Note: This bug is displayed in read-only format because the product is no longer active in Red Hat Bugzilla.

Bug 1208489

Summary: HE active hyper-visor not responding to "hosted-engine --vm-status" after "iptables -I INPUT -s 10.35.160.108 -j DROP" cast.
Product: Red Hat Enterprise Virtualization Manager Reporter: Nikolai Sednev <nsednev>
Component: ovirt-hosted-engine-haAssignee: Dudi Maroshi <dmaroshi>
Status: CLOSED ERRATA QA Contact: Nikolai Sednev <nsednev>
Severity: urgent Docs Contact:
Priority: low    
Version: 3.5.1CC: cshao, dougsland, fdeutsch, gklein, gpadgett, huiwa, istein, juwu, lsurette, rbarry, rgolan, sherold, ycui, ykaul
Target Milestone: ovirt-3.6.0-rcKeywords: Triaged
Target Release: 3.6.0   
Hardware: x86_64   
OS: Linux   
Whiteboard:
Fixed In Version: Doc Type: Bug Fix
Doc Text:
When a self-hosted engine host client requested status from the Manager virtual machine (hosted-engine --vm-status) and a connection to the storage domain could not be established, the client hanged indefinitely waiting for a response from the ovirt-ha-broker. With this update, connection timeout is added and if the storage domain cannot be accessed, an appropriate error message is returned.
Story Points: ---
Clone Of: Environment:
Last Closed: 2016-03-09 19:49:03 UTC Type: Bug
Regression: --- Mount Type: ---
Documentation: --- CRM:
Verified Versions: Category: ---
oVirt Team: SLA RHEL 7.3 requirements from Atomic Host:
Cloudforms Team: --- Target Upstream Version:
Embargoed:
Attachments:
Description Flags
all logs none

Description Nikolai Sednev 2015-04-02 11:43:18 UTC
Description of problem:
HE active hyper-visor not responding to "hosted-engine --vm-status" after "iptables -I INPUT -s 10.35.160.108 -j DROP" cast.

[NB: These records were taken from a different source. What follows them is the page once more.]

//! Date type for pay schedules and settlement arithmetic.

use chrono::{Datelike, NaiveDate};
use serde::{Deserialize, Serialize};
use std::fmt;
use std::ops::{Add, Sub};

use crate::error::{CoreError, CoreResult};

/// A calendar date for financial calculations.
///
/// This is a newtype wrapper around `chrono::NaiveDate` providing the
/// month arithmetic a monthly pay schedule needs.
///
/// # Example
///
/// ```rust
/// use passthru_core::types::Date;
///
/// let date = Date::from_ymd(2024, 1, 31).unwrap();
/// let next = date.add_months(1).unwrap();
/// assert_eq!(next.month(), 2);
/// assert_eq!(next.day(), 29);
/// ```
#[derive(Debug, Clone, Copy, PartialEq, Eq, PartialOrd, Ord, Hash, Serialize, Deserialize)]
#[serde(transparent)]
pub struct Date(NaiveDate);

impl Date {
    /// Creates a new date from year, month, and day.
    ///
    /// # Errors
    ///
    /// Returns `CoreError::InvalidDate` if the date is invalid.
    pub fn from_ymd(year: i32, month: u32, day: u32) -> CoreResult<Self> {
        NaiveDate::from_ymd_opt(year, month, day)
            .map(Date)
            .ok_or_else(|| CoreError::invalid_date(format!("{year}-{month:02}-{day:02}")))
    }

    /// Creates a date from an ISO 8601 string (YYYY-MM-DD) or a US-style
    /// string (MM/DD/YYYY).
    ///
    /// # Errors
    ///
    /// Returns `CoreError::InvalidDate` if the string is not a valid date.
    pub fn parse(s: &str) -> CoreResult<Self> {
        NaiveDate::parse_from_str(s, "%Y-%m-%d")
            .or_else(|_| NaiveDate::parse_from_str(s, "%m/%d/%Y"))
            .map(Date)
            .map_err(|_| CoreError::invalid_date(format!("Cannot parse: {s}")))
    }

    /// Returns the year component.
    #[must_use]
    pub fn year(&self) -> i32 {
        self.0.year()
    }

    /// Returns the month component (1-12).
    #[must_use]
    pub fn month(&self) -> u32 {
        self.0.month()
    }

    /// Returns the day component (1-31).
    #[must_use]
    pub fn day(&self) -> u32 {
        self.0.day()
    }

    /// Checks if the year is a leap year.
    #[must_use]
    pub fn is_leap_year(&self) -> bool {
        self.0.leap_year()
    }

    /// Returns the number of days in the date's month.
    #[must_use]
    pub fn days_in_month(&self) -> u32 {
        days_in_month(self.year(), self.month())
    }

    /// Adds a number of days to the date.
    #[must_use]
    pub fn add_days(&self, days: i64) -> Self {
        Date(self.0 + chrono::Duration::days(days))
    }

    /// Adds a number of months to the date.
    ///
    /// If the resulting day would be invalid (e.g., Jan 31 + 1 month),
    /// it rolls back to the last valid day of the month.
    ///
    /// # Errors
    ///
    /// Returns `CoreError::InvalidDate` if the result is out of range.
    pub fn add_months(&self, months: i32) -> CoreResult<Self> {
        let total_months = self.year() * 12 + self.month() as i32 - 1 + months;
        let new_year = total_months.div_euclid(12);
        let new_month = (total_months.rem_euclid(12) + 1) as u32;

        let new_day = self.day().min(days_in_month(new_year, new_month));

        Self::from_ymd(new_year, new_month, new_day)
    }

    /// Moves the date to `day` within the same month, clamped to the month end.
    ///
    /// A pay-day anchor of 31 lands on Feb 28/29, Apr 30, etc., without
    /// changing the anchor for later months.
    ///
    /// # Errors
    ///
    /// Returns `CoreError::InvalidDate` if `day` is not in 1..=31.
    pub fn with_day_clamped(&self, day: u32) -> CoreResult<Self> {
        if !(1..=31).contains(&day) {
            return Err(CoreError::invalid_date(format!(
                "day-of-month anchor {day} is outside 1..=31"
            )));
        }
        Self::from_ymd(self.year(), self.month(), day.min(self.days_in_month()))
    }

    /// Calculates the number of calendar days between two dates.
    #[must_use]
    pub fn days_between(&self, other: &Date) -> i64 {
        (other.0 - self.0).num_days()
    }

    /// Returns the first day of the month.
    #[must_use]
    pub fn start_of_month(&self) -> Self {
        self.add_days(-(i64::from(self.day()) - 1))
    }

    /// Returns the underlying `NaiveDate`.
    #[must_use]
    pub fn as_naive_date(&self) -> NaiveDate {
        self.0
    }
}

impl fmt::Display for Date {
    fn fmt(&self, f: &mut fmt::Formatter<'_>) -> fmt::Result {
        write!(f, "{}", self.0.format("%Y-%m-%d"))
    }
}

impl From<NaiveDate> for Date {
    fn from(date: NaiveDate) -> Self {
        Date(date)
    }
}

impl From<Date> for NaiveDate {
    fn from(date: Date) -> Self {
        date.0
    }
}

impl Add<i64> for Date {
    type Output = Self;

    /// Adds days to a date.
    fn add(self, days: i64) -> Self::Output {
        self.add_days(days)
    }
}

impl Sub<Date> for Date {
    type Output = i64;

    /// Returns the number of days between two dates.
    fn sub(self, other: Date) -> Self::Output {
        other.days_between(&self)
    }
}

fn days_in_month(year: i32, month: u32) -> u32 {
    match month {
        4 | 6 | 9 | 11 => 30,
        2 if is_leap_year(year) => 29,
        2 => 28,
        _ => 31,
    }
}

fn is_leap_year(year: i32) -> bool {
    (year % 4 == 0 && year % 100 != 0) || (year % 400 == 0)
}

#[cfg(test)]
mod tests {
    use super::*;

    #[test]
    fn test_date_creation() {
        let date = Date::from_ymd(2024, 3, 1).unwrap();
        assert_eq!(date.year(), 2024);
        assert_eq!(date.month(), 3);
        assert_eq!(date.day(), 1);
    }

    #[test]
    fn test_invalid_date() {
        assert!(Date::from_ymd(2025, 2, 30).is_err());
        assert!(Date::from_ymd(2025, 13, 1).is_err());
    }

    #[test]
    fn test_parse_both_formats() {
        let iso = Date::parse("2024-03-29").unwrap();
        let us = Date::parse("03/29/2024").unwrap();
        assert_eq!(iso, us);
        assert!(Date::parse("29.03.2024").is_err());
    }

    #[test]
    fn test_add_months_rolls_back() {
        let date = Date::from_ymd(2025, 1, 31).unwrap();
        let result = date.add_months(1).unwrap();
        assert_eq!(result.month(), 2);
        assert_eq!(result.day(), 28);
    }

    #[test]
    fn test_add_months_crosses_year() {
        let date = Date::from_ymd(2024, 11, 15).unwrap();
        assert_eq!(date.add_months(3).unwrap(), Date::from_ymd(2025, 2, 15).unwrap());
        assert_eq!(date.add_months(-11).unwrap(), Date::from_ymd(2023, 12, 15).unwrap());
    }

    #[test]
    fn test_with_day_clamped() {
        let feb = Date::from_ymd(2024, 2, 10).unwrap();
        assert_eq!(feb.with_day_clamped(31).unwrap().day(), 29);
        assert_eq!(feb.with_day_clamped(16).unwrap().day(), 16);
        assert!(feb.with_day_clamped(0).is_err());
        assert!(feb.with_day_clamped(32).is_err());
    }

    #[test]
    fn test_days_between_and_sub() {
        let d1 = Date::from_ymd(2024, 3, 1).unwrap();
        let d2 = Date::from_ymd(2024, 4, 15).unwrap();
        assert_eq!(d1.days_between(&d2), 45);
        assert_eq!(d2 - d1, 45);
        assert_eq!(d1 + 45, d2);
    }

    #[test]
    fn test_start_of_month() {
        let date = Date::from_ymd(2024, 3, 29).unwrap();
        assert_eq!(date.start_of_month(), Date::from_ymd(2024, 3, 1).unwrap());
        assert_eq!(date.start_of_month().start_of_month(), date.start_of_month());
    }

    #[test]
    fn test_days_in_month() {
        assert_eq!(Date::from_ymd(2024, 2, 1).unwrap().days_in_month(), 29);
        assert_eq!(Date::from_ymd(2100, 2, 1).unwrap().days_in_month(), 28);
        assert_eq!(Date::from_ymd(2024, 4, 1).unwrap().days_in_month(), 30);
    }

    #[test]
    fn test_display() {
        let date = Date::from_ymd(2025, 6, 5).unwrap();
        assert_eq!(format!("{}", date), "2025-06-05");
    }

    #[test]
    fn test_serde() {
        let date = Date::from_ymd(2025, 6, 15).unwrap();
        let json = serde_json::to_string(&date).unwrap();
        assert_eq!(json, "\"2025-06-15\"");
        let parsed: Date = serde_json::from_str(&json).unwrap();
        assert_eq!(date, parsed);
    }
}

Version-Release number of selected component (if applicable):
RHEVH6.6 20150304.0.el6ev:
sanlock-2.8-1.el6.x86_64
ovirt-node-selinux-3.2.1-9.el6.noarch
ovirt-host-deploy-offline-1.3.0-3.el6ev.x86_64
ovirt-node-plugin-vdsm-0.2.0-19.el6ev.noarch
ovirt-host-deploy-1.3.0-2.el6ev.noarch
ovirt-node-plugin-rhn-3.2.1-9.el6.noarch
ovirt-node-3.2.1-9.el6.noarch
vdsm-4.16.8.1-7.el6ev.x86_64
ovirt-hosted-engine-ha-1.2.5-1.el6ev.noarch
ovirt-node-plugin-hosted-engine-0.2.0-9.0.el6ev.x86_64
ovirt-node-plugin-cim-3.2.1-9.el6.noarch
ovirt-node-branding-rhev-3.2.1-9.el6.noarch
libvirt-0.10.2-46.el6_6.3.x86_64
qemu-kvm-rhev-0.12.1.2-2.446.el6.x86_64
ovirt-hosted-engine-setup-1.2.2-1.el6ev.noarch
ovirt-node-plugin-snmp-3.2.1-9.el6.noarch

Engine RHEL6.6
rhevm-guest-agent-common-1.0.10-2.el6ev.noarch
rhevm-3.5.1-0.2.el6ev.noarch
How reproducible:


Steps to Reproduce:
1.Assemble setup of two RHEVHs with NFS SD for HE only.
2.Cast on active hyper-visor "iptables -I INPUT -s 10.35.160.108 -j DROP", IP here is your SD IP.
3.Run "hosted-engine --vm-status" on host and see that its stuck.

Actual results:
HE being shifted to second host, that is expected, but "hosted-engine --vm-status" stuck and not replying anything on initially active host.

Expected results:
"hosted-engine --vm-status" should reply with the results.

Additional info:
logs from both hosts and engine.

Comment 1 Nikolai Sednev 2015-04-02 12:06:36 UTC
Created attachment 1010128 [details]
all logs

Comment 3 Doron Fediuck 2015-04-14 16:37:04 UTC
The status verb is reading current stats from the storage.
If storage is blocked then the utility is waiting for it.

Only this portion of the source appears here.